Niemand setzt die Überlappungsmenge in eine Präsentation. Trotzdem entscheidet genau diese Zahl, ob Ihr Transfer als Projekt oder als Zwischenfall erinnert wird.

Eine Überbrückungsmenge ist der Bestand, der Sie von der letzten Einheit des alten Lieferanten bis zur ersten Einheit in Rate beim neuen trägt. Das klingt nach Logistikdetail. Tatsächlich ist es eine Versicherung gegen alles, was ein Plan nicht vorhersagen kann: eine späte Erstmusterfreigabe, ein Bauteil mit sechzehn Wochen Lieferzeit, eine Prüfvorrichtung, die sich auf der neuen Fläche anders verhält.
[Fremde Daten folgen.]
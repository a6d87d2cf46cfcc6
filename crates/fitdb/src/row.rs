//! Row mapping traits and utilities

use crate::error::{DbError, DbResult};
use tokio_postgres::Row;

/// Trait for converting a database row into a Rust struct.
///
/// # Example
///
/// ```ignore
/// use fitdb::{FromRow, RowExt, DbResult, Row};
///
/// struct Workout {
///     id: i64,
///     name: String,
///     notes: Option<String>,
/// }
///
/// impl FromRow for Workout {
///     fn from_row(row: &Row) -> DbResult<Self> {
///         Ok(Self {
///             id: row.try_get_column("id")?,
///             name: row.try_get_column("name")?,
///             notes: row.try_get_column("notes")?,
///         })
///     }
/// }
/// ```
pub trait FromRow: Sized {
    /// Convert a database row into Self
    fn from_row(row: &Row) -> DbResult<Self>;
}

impl FromRow for Row {
    fn from_row(row: &Row) -> DbResult<Self> {
        Ok(row.clone())
    }
}

/// Extension trait for Row to provide typed access
pub trait RowExt {
    /// Try to get a column value, returning DbError::Decode on failure
    fn try_get_column<T>(&self, column: &str) -> DbResult<T>
    where
        T: for<'a> tokio_postgres::types::FromSql<'a>;
}

impl RowExt for Row {
    fn try_get_column<T>(&self, column: &str) -> DbResult<T>
    where
        T: for<'a> tokio_postgres::types::FromSql<'a>,
    {
        self.try_get(column)
            .map_err(|e| DbError::decode(column, e.to_string()))
    }
}

/// Map every row with `T::from_row`, stopping at the first failure.
pub fn map_rows<T: FromRow>(rows: &[Row]) -> DbResult<Vec<T>> {
    rows.iter().map(T::from_row).collect()
}
//! DELETE query descriptor.

use crate::condition::Condition;
use crate::ident::Ident;
use crate::qb::traits::QueryBuilder;
use crate::qb::write_returning;
use crate::sql::{CompiledQuery, SqlWriter};

/// DELETE descriptor.
///
/// The WHERE condition is a required constructor argument; use
/// [`Condition::all()`] to delete every row on purpose.
#[derive(Debug, Clone, PartialEq)]
pub struct DeleteQuery {
    pub table: String,
    pub schema: Option<String>,
    pub filter: Condition,
    pub returning: Vec<String>,
}

impl DeleteQuery {
    pub fn new(table: &str, filter: Condition) -> Self {
        Self {
            table: table.to_string(),
            schema: None,
            filter,
            returning: Vec::new(),
        }
    }

    /// Qualify the table with a schema.
    pub fn schema(mut self, schema: &str) -> Self {
        self.schema = Some(schema.to_string());
        self
    }

    /// Set RETURNING columns.
    pub fn returning(mut self, cols: &[&str]) -> Self {
        self.returning = cols.iter().map(|s| s.to_string()).collect();
        self
    }
}

impl QueryBuilder for DeleteQuery {
    fn build(&self) -> CompiledQuery {
        let mut w = SqlWriter::new();
        w.push("delete from ")
            .push_ident(&Ident::table(self.schema.as_deref(), &self.table))
            .push(" where ");
        self.filter.write_to(&mut w);
        write_returning(&mut w, &self.returning);
        w.finish()
    }
}

#[cfg(test)]
mod tests {
    use super::*;
    use crate::condition::{eq, lt};

    #[test]
    fn test_delete_basic() {
        let q = DeleteQuery::new("invitations", eq("id", 9i64));
        assert_eq!(q.to_sql(), r#"delete from "invitations" where "id" = ?"#);
    }

    #[test]
    fn test_delete_returning() {
        let q = DeleteQuery::new("sessions", lt("expires_at", 100i64)).returning(&["id", "user_id"]);
        assert_eq!(
            q.to_sql(),
            r#"delete from "sessions" where "expires_at" < ? returning "id", "user_id""#
        );
    }
}
//! Connection pool utilities

use crate::config::{DatabaseConfig, PoolConfig};
use crate::error::{DbError, DbResult};
use deadpool_postgres::{Manager, ManagerConfig, Pool, RecyclingMethod, Runtime, Status};
use futures_util::future::try_join_all;
use std::cell::Cell;
use std::time::Duration;
use tokio::task::JoinHandle;
use tokio_postgres::NoTls;

/// Create a connection pool for a database config.
///
/// No connection is opened here; see [`warm_up`].
///
/// # Example
///
/// ```ignore
/// let pool = fitdb::pool::create_pool(&DatabaseConfig::from_env()?)?;
/// let client = pool.get().await?;
/// ```
pub fn create_pool(config: &DatabaseConfig) -> DbResult<Pool> {
    config.pool.validate()?;

    let timeout = Some(config.pool.connection_timeout());
    let mgr = Manager::from_config(config.to_pg_config(), NoTls, default_manager_config());
    Pool::builder(mgr)
        .max_size(config.pool.max)
        .wait_timeout(timeout)
        .create_timeout(timeout)
        .recycle_timeout(timeout)
        .runtime(Runtime::Tokio1)
        .build()
        .map_err(|e| DbError::connection(e.to_string()))
}

fn default_manager_config() -> ManagerConfig {
    ManagerConfig {
        recycling_method: RecyclingMethod::Fast,
    }
}

/// Open `max(min, 1)` connections at once and hand them back to the pool.
///
/// Doubles as the connectivity check: any failure to connect is returned.
pub async fn warm_up(pool: &Pool, min: usize) -> DbResult<()> {
    let wanted = min.max(1);
    let clients = try_join_all((0..wanted).map(|_| pool.get())).await?;
    drop(clients);
    Ok(())
}

/// Close idle connections older than `idle_timeout`, keeping at least `min` open.
///
/// Returns how many connections were closed.
pub fn evict_idle(pool: &Pool, idle_timeout: Duration, min: usize) -> usize {
    let remaining = Cell::new(pool.status().size);
    let result = pool.retain(|_, metrics| {
        if metrics.last_used() >= idle_timeout && remaining.get() > min {
            remaining.set(remaining.get() - 1);
            false
        } else {
            true
        }
    });
    result.removed.len()
}

/// Spawn a task that runs [`evict_idle`] every `idle_timeout / 2`.
///
/// Returns `None` when idle eviction is disabled (a zero idle timeout).
pub fn spawn_idle_reaper(pool: Pool, config: PoolConfig) -> Option<JoinHandle<()>> {
    let idle_timeout = config.idle_timeout();
    if idle_timeout.is_zero() {
        return None;
    }
    let period = (idle_timeout / 2).max(Duration::from_millis(1));

    Some(tokio::spawn(async move {
        let mut ticker = tokio::time::interval(period);
        // The first tick completes immediately.
        ticker.tick().await;
        loop {
            ticker.tick().await;
            if pool.is_closed() {
                break;
            }
            let closed = evict_idle(&pool, idle_timeout, config.min);
            if closed > 0 {
                tracing::debug!(closed, status = ?pool.status(), "evicted idle connections");
            }
        }
    }))
}

/// A pool together with its idle reaper; the reaper stops when this is closed or dropped.
pub struct ManagedPool {
    pool: Pool,
    reaper: Option<JoinHandle<()>>,
}

impl ManagedPool {
    /// Build the pool, warm it up and start the idle reaper.
    ///
    /// On failure nothing is left running.
    pub async fn open(config: &DatabaseConfig) -> DbResult<Self> {
        let pool = create_pool(config)?;
        if let Err(err) = warm_up(&pool, config.pool.min).await {
            pool.close();
            return Err(err);
        }
        let reaper = spawn_idle_reaper(pool.clone(), config.pool);
        Ok(Self { pool, reaper })
    }

    pub fn pool(&self) -> &Pool {
        &self.pool
    }

    pub fn status(&self) -> Status {
        self.pool.status()
    }

    /// Stop the reaper and close every connection.
    pub fn close(mut self) {
        self.shutdown();
    }

    fn shutdown(&mut self) {
        if let Some(reaper) = self.reaper.take() {
            reaper.abort();
        }
        self.pool.close();
    }
}

impl Drop for ManagedPool {
    fn drop(&mut self) {
        self.shutdown();
    }
}

impl std::fmt::Debug for ManagedPool {
    fn fmt(&self, f: &mut std::fmt::Formatter<'_>) -> std::fmt::Result {
        f.debug_struct("ManagedPool")
            .field("status", &self.pool.status())
            .field("reaper", &self.reaper.is_some())
            .finish()
    }
}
Die Größe folgt aus drei Zahlen: Ihrem Verbrauch, der realistischen Hochlaufkurve beim neuen Lieferanten und der längsten Lieferzeit in der Stückliste. Zwei davon sind bekannt. Die dritte — der Hochlauf — ist der Ort, an dem der Optimismus wohnt, deshalb planen wir sie aus den Ergebnissen des Pilotloses.

Wem der Überbrückungsbestand gehört, zählt genauso wie seine Größe. Baut ihn der alte Lieferant, vereinbaren Sie Zahlung und Lagerung schriftlich vor dem letzten Auftrag. Trägt ihn der neue, gehört das in den Rahmenvertrag — unvereinbarter Bestand ist der schnellste Weg, eine Beziehung zu belasten, die noch gar nicht begonnen hat.

Die Brücke hat auch ein Ende. Wir planen den Abbau parallel zum Hochlauf, damit die letzten Einheiten verbraucht werden, wenn die neue Linie die Rate erreicht — statt zwei Revisionen später als Obsoleszenz übrig zu bleiben.